### Exercise aim
Exactly the lines from the line containing "fn eq(&self, other: &$ty)" through the last line of the entries below should appear in the answer, reproduced verbatim.

### Material provided
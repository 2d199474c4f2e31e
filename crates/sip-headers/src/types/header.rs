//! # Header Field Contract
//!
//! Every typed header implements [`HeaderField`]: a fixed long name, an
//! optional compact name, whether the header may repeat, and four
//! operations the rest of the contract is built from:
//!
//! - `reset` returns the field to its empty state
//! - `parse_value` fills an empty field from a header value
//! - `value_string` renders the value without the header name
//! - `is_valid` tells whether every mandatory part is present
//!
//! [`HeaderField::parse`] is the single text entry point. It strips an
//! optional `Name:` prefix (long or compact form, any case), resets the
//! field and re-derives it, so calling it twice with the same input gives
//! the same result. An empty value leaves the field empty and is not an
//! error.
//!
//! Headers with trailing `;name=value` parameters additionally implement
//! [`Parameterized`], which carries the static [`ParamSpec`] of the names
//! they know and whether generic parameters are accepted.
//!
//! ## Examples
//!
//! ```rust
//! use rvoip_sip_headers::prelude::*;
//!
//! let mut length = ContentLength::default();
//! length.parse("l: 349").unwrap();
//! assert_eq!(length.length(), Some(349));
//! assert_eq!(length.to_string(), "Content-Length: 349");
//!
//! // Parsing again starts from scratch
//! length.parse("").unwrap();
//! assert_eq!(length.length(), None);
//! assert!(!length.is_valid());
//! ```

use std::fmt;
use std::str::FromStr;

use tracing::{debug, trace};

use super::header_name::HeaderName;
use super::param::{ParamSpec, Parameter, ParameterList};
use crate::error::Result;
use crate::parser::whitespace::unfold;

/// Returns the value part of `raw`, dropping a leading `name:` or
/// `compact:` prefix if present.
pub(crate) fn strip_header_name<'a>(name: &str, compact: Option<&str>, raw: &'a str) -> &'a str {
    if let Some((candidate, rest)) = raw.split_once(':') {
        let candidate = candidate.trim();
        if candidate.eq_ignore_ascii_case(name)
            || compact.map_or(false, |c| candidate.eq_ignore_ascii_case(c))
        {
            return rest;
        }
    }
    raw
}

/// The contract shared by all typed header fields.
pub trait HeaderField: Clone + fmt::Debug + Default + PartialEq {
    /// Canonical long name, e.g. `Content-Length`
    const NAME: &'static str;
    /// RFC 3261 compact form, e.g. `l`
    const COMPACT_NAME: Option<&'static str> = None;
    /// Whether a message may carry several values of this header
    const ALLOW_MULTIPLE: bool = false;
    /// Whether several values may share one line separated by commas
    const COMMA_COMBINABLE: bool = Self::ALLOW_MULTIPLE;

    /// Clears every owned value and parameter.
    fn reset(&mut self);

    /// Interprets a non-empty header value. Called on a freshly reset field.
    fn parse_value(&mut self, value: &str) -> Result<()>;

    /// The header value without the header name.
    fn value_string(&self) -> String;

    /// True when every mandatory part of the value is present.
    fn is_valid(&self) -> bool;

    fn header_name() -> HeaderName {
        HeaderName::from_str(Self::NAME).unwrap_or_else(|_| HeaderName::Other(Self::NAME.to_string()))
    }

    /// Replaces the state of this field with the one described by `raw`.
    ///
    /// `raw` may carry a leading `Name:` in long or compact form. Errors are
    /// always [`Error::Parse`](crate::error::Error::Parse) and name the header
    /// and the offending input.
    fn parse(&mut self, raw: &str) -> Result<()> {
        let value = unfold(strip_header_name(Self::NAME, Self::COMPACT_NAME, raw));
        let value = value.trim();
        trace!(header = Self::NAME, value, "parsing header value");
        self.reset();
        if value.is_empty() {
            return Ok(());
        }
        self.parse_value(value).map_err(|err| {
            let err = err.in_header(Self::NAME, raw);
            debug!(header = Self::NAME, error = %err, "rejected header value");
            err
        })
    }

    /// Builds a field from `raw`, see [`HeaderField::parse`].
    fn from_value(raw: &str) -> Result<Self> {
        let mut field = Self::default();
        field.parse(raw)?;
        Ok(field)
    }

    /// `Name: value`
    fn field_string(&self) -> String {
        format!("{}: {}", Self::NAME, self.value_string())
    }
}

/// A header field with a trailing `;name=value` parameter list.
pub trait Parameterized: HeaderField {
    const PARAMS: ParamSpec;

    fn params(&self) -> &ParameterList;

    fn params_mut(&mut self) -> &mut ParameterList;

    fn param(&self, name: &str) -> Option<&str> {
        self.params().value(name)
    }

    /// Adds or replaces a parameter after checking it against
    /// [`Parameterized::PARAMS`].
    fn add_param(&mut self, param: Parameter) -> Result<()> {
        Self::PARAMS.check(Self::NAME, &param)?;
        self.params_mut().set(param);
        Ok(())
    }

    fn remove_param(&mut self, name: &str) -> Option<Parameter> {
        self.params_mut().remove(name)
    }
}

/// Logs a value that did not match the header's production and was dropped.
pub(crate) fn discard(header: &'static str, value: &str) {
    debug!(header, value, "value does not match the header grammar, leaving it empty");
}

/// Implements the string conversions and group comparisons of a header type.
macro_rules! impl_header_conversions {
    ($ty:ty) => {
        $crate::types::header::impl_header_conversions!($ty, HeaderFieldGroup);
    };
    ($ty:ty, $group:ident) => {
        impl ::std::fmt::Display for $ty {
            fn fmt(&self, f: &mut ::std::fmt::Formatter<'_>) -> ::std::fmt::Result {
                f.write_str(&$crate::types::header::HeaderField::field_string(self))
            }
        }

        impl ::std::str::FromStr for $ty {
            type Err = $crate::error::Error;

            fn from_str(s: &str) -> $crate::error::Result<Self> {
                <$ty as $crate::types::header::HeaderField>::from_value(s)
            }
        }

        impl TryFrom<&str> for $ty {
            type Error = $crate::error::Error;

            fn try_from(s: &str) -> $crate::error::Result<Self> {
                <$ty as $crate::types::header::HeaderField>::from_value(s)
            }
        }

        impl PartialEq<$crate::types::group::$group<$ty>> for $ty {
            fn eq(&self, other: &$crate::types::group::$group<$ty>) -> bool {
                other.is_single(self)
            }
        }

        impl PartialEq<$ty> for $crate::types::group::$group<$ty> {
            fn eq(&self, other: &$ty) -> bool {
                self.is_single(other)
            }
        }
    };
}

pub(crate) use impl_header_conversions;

### Answer box
            fn eq(&self, other: &$ty) -> bool {
                self.is_single(other)
            }
        }
    };
}

pub(crate) use impl_header_conversions;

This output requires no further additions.